Reflexiones sobre Rayuela
Si en la literatura existieran las dimensiones, es decir, fueran planos interconexos, Rayuela pertenecería a una quinta dimensión. Tendrías desdobleces en todas direcciones, hacía todas las profundidades, sin pérdida de centímetros. Un libro de la vida, de la muerte, de la soledad y de muchas otras cosas, que como seres humanos experimentamos. Caminamos con las emociones enterradas en el alma, sin que podamos saber qué son. Rayuela te ayuda, como un espejo, a escarbar y desenterrar, afiligranadas, las emociones que vemos nacer, crecer, y no en pocos casos, desaparecer.
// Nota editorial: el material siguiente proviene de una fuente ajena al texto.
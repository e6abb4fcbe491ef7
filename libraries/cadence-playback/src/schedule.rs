//! Layered playback schedule
//!
//! Entries carry a *layer*: the pass over the schedule they were last played
//! in. An entry whose layer is below the schedule's current layer is still due
//! in this pass; picking it promotes it to the current layer. Starting a fresh
//! pass (repeat all) is a single increment of the current layer, so no entry
//! is ever removed or re-inserted while the schedule runs.
//!
//! ```text
//! layer 1 | A(1) B(1) C(0) D(0)     C and D still due in pass 1
//! next    | A(1) B(1) C(1) D(0)     C promoted
//! next    | A(1) B(1) C(1) D(1)     pass exhausted
//! next    | layer -> 2, A promoted  repeat all only
//! ```
//!
//! The history ring is owned by the caller and passed in; the schedule only
//! moves its browse cursor, it never records into it.

use crate::history::HistoryRing;
use crate::shuffle::pick_uniform;
use crate::types::RepeatMode;
use cadence_core::Track;
use rand::rngs::StdRng;
use rand::SeedableRng;
use tracing::{debug, trace};

/// Layer reported for entries replayed from history; no pass ever reaches it
pub const SATISFIED_LAYER: i64 = i64::MAX;

/// One schedulable track
#[derive(Debug, Clone, PartialEq, Eq)]
pub struct ScheduleEntry {
    /// The track
    pub track: Track,

    /// Pass this entry was last played in
    pub layer: i64,

    /// Extra plays within the current layer
    pub repeat_count: u32,
}

impl ScheduleEntry {
    fn new(track: Track, layer: i64) -> Self {
        Self {
            track,
            layer,
            repeat_count: 0,
        }
    }

    /// Move to `layer`, resetting the repeat count when the layer changes
    fn set_layer(&mut self, layer: i64) {
        if self.layer != layer {
            self.layer = layer;
            self.repeat_count = 0;
        }
    }
}

/// What `current` points at
#[derive(Debug, Clone)]
enum Slot {
    /// Index into the schedule's entries
    Scheduled(usize),
    /// Track taken from history or left over after a clear
    Detached(ScheduleEntry),
}

/// Layered playback schedule
#[derive(Debug)]
pub struct PlaybackSchedule {
    entries: Vec<ScheduleEntry>,
    current: Option<Slot>,
    layer: i64,
    shuffle: bool,
    repeat: RepeatMode,
    rng: StdRng,
}

impl PlaybackSchedule {
    /// Create an empty schedule drawing shuffle picks from `rng`
    pub fn new(rng: StdRng) -> Self {
        Self {
            entries: Vec::new(),
            current: None,
            layer: 0,
            shuffle: false,
            repeat: RepeatMode::Off,
            rng,
        }
    }

    /// Create an empty schedule with a fixed shuffle seed
    pub fn with_seed(seed: u64) -> Self {
        Self::new(StdRng::seed_from_u64(seed))
    }

    /// Append a track behind everything already due
    ///
    /// The entry lands one layer below the current one. If nothing is current
    /// it is promoted straight away and becomes current.
    pub fn enqueue(&mut self, track: Track) {
        debug!("Enqueued {} at layer {}", track.id, self.layer.saturating_sub(1));
        self.entries
            .push(ScheduleEntry::new(track, self.layer.saturating_sub(1)));

        if self.current.is_none() {
            let index = self.entries.len() - 1;
            self.promote(index);
            self.current = Some(Slot::Scheduled(index));
        }
    }

    /// Replace the whole schedule with `track`, which becomes current
    pub fn play_immediately(&mut self, track: Track) {
        debug!("Playing {} immediately, dropping {} entries", track.id, self.entries.len());
        self.entries.clear();
        self.entries.push(ScheduleEntry::new(track, self.layer));
        self.current = Some(Slot::Scheduled(0));
    }

    /// Drop every entry and reset the layer
    ///
    /// The current track stays reported (detached) until the next move.
    pub fn clear(&mut self) {
        if let Some(Slot::Scheduled(index)) = self.current {
            self.current = self.entries.get(index).cloned().map(Slot::Detached);
        }
        self.entries.clear();
        self.layer = 0;
    }

    /// Move to the next track
    ///
    /// While browsing history this steps the cursor back toward live and
    /// returns the history entry it lands on. Otherwise the next entry is
    /// picked by policy. `None` means the schedule is exhausted; the current
    /// slot is left untouched in that case.
    pub fn next(&mut self, history: &mut HistoryRing) -> Option<&Track> {
        if let Some(track) = history.step_forward() {
            trace!("Next from history: {}", track.id);
            self.current = Some(Slot::Detached(ScheduleEntry::new(
                track.clone(),
                SATISFIED_LAYER,
            )));
            return self.current();
        }

        let picked = self.pick_next()?;
        self.current = Some(picked);
        self.current()
    }

    /// Move one step back through history
    ///
    /// With an empty history the current track is returned unchanged.
    pub fn previous(&mut self, history: &mut HistoryRing) -> Option<&Track> {
        if let Some(track) = history.step_back() {
            trace!("Previous from history: {}", track.id);
            self.current = Some(Slot::Detached(ScheduleEntry::new(
                track.clone(),
                SATISFIED_LAYER,
            )));
        }
        self.current()
    }

    fn pick_next(&mut self) -> Option<Slot> {
        if self.entries.is_empty() {
            return None;
        }

        let current = match self.current {
            Some(Slot::Scheduled(index)) => Some(index),
            _ => None,
        };

        match (self.repeat, current) {
            (RepeatMode::TrackOnce, Some(index)) if self.entries[index].repeat_count == 0 => {
                self.entries[index].repeat_count = 1;
                return Some(Slot::Scheduled(index));
            }
            (RepeatMode::Track, Some(index)) => {
                let entry = &mut self.entries[index];
                entry.repeat_count = entry.repeat_count.saturating_add(1);
                return Some(Slot::Scheduled(index));
            }
            _ => {}
        }

        if let Some(index) = self.pick_in_pass(current) {
            return Some(Slot::Scheduled(index));
        }

        if self.repeat == RepeatMode::All {
            self.layer += 1;
            debug!("Schedule pass exhausted, starting layer {}", self.layer);
            return self.pick_in_pass(current).map(Slot::Scheduled);
        }

        None
    }

    /// Pick and promote an entry still due in the current pass
    ///
    /// Shuffle draws without replacement per pass: a promoted entry is not
    /// eligible again until the layer moves on.
    fn pick_in_pass(&mut self, current: Option<usize>) -> Option<usize> {
        let index = if self.shuffle {
            let due: Vec<usize> = self.due_indices().collect();
            // Avoid replaying the same track back to back across a pass boundary
            let others: Vec<usize> = due.iter().copied().filter(|&i| Some(i) != current).collect();
            let pool = if others.is_empty() { due } else { others };
            pick_uniform(&pool, &mut self.rng)?
        } else {
            self.due_indices().next()?
        };

        self.promote(index);
        Some(index)
    }

    fn due_indices(&self) -> impl Iterator<Item = usize> + '_ {
        let layer = self.layer;
        self.entries
            .iter()
            .enumerate()
            .filter(move |(_, entry)| entry.layer < layer)
            .map(|(i, _)| i)
    }

    fn promote(&mut self, index: usize) {
        let layer = self.layer;
        self.entries[index].set_layer(layer);
    }

    /// Keep only entries whose track matches `keep`
    ///
    /// Returns `true` when the current track was dropped; the current slot is
    /// cleared in that case.
    pub fn retain<F: FnMut(&Track) -> bool>(&mut self, mut keep: F) -> bool {
        let mut remap = Vec::with_capacity(self.entries.len());
        let mut kept = 0;
        for entry in &self.entries {
            if keep(&entry.track) {
                remap.push(Some(kept));
                kept += 1;
            } else {
                remap.push(None);
            }
        }
        let mut flags = remap.iter();
        self.entries
            .retain(|_| flags.next().is_some_and(|slot| slot.is_some()));

        let (current, dropped) = match self.current.take() {
            Some(Slot::Scheduled(index)) => match remap.get(index).copied().flatten() {
                Some(new_index) => (Some(Slot::Scheduled(new_index)), false),
                None => (None, true),
            },
            Some(Slot::Detached(entry)) => {
                if keep(&entry.track) {
                    (Some(Slot::Detached(entry)), false)
                } else {
                    (None, true)
                }
            }
            None => (None, false),
        };
        self.current = current;
        dropped
    }

    /// Current track
    pub fn current(&self) -> Option<&Track> {
        self.current_entry().map(|entry| &entry.track)
    }

    /// Current entry, including its layer bookkeeping
    pub fn current_entry(&self) -> Option<&ScheduleEntry> {
        match self.current.as_ref()? {
            Slot::Scheduled(index) => self.entries.get(*index),
            Slot::Detached(entry) => Some(entry),
        }
    }

    /// Whether any entry holds `track`
    pub fn has_track(&self, track: &Track) -> bool {
        self.entries.iter().any(|entry| entry.track.id == track.id)
    }

    /// All entries in insertion order
    pub fn entries(&self) -> &[ScheduleEntry] {
        &self.entries
    }

    /// Current pass
    pub fn layer(&self) -> i64 {
        self.layer
    }

    /// Enable or disable shuffle
    pub fn set_shuffle(&mut self, shuffle: bool) {
        self.shuffle = shuffle;
    }

    /// Check if shuffle is enabled
    pub fn is_shuffle(&self) -> bool {
        self.shuffle
    }

    /// Set repeat mode
    pub fn set_repeat(&mut self, repeat: RepeatMode) {
        self.repeat = repeat;
    }

    /// Get repeat mode
    pub fn repeat(&self) -> RepeatMode {
        self.repeat
    }

    /// Number of entries
    pub fn len(&self) -> usize {
        self.entries.len()
    }

    /// Check if the schedule has no entries
    pub fn is_empty(&self) -> bool {
        self.entries.is_empty()
    }
}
Es un prisma de la fotografía que no se ve, y que puede llamarse otredad. La otredad es el centro de la novela, flotante en cada capítulo, pero que como unidad, es un amasijo aparentemente informe, voluptuoso, pletórica de símbolos que se superan a sí mismos, como los teóricos afirman la dialéctica se comporta.
Cortázar juega con sus personajes, al igual que lo hace con los lectores que asisten al evento, como una fiesta de burlones que gustan de reírse, con el corazón en la mano, de todo, incluso de la mano que sostiene al corazón. El lector hace la novela, le da el sentido que tiene que tomar, y al mismo tiempo, se apropia de todo, absolutamente todo lo que está escrito en cada página. Cortázar se vuelve un vehículo que a su vez nos ofrece un libro como vehículo. El vehículo del vehículo para comprender la realidad que nos abrasa, y por momentos, pareciera que nos congela.
La literatura se confirma en los objetos desgastados y el dolor de la carne, que se manifiesta en forma de huesos y piel. Rayuela y Cortázar resignifican la vida, como dos chicos que juegan a poner el mundo boca arriba.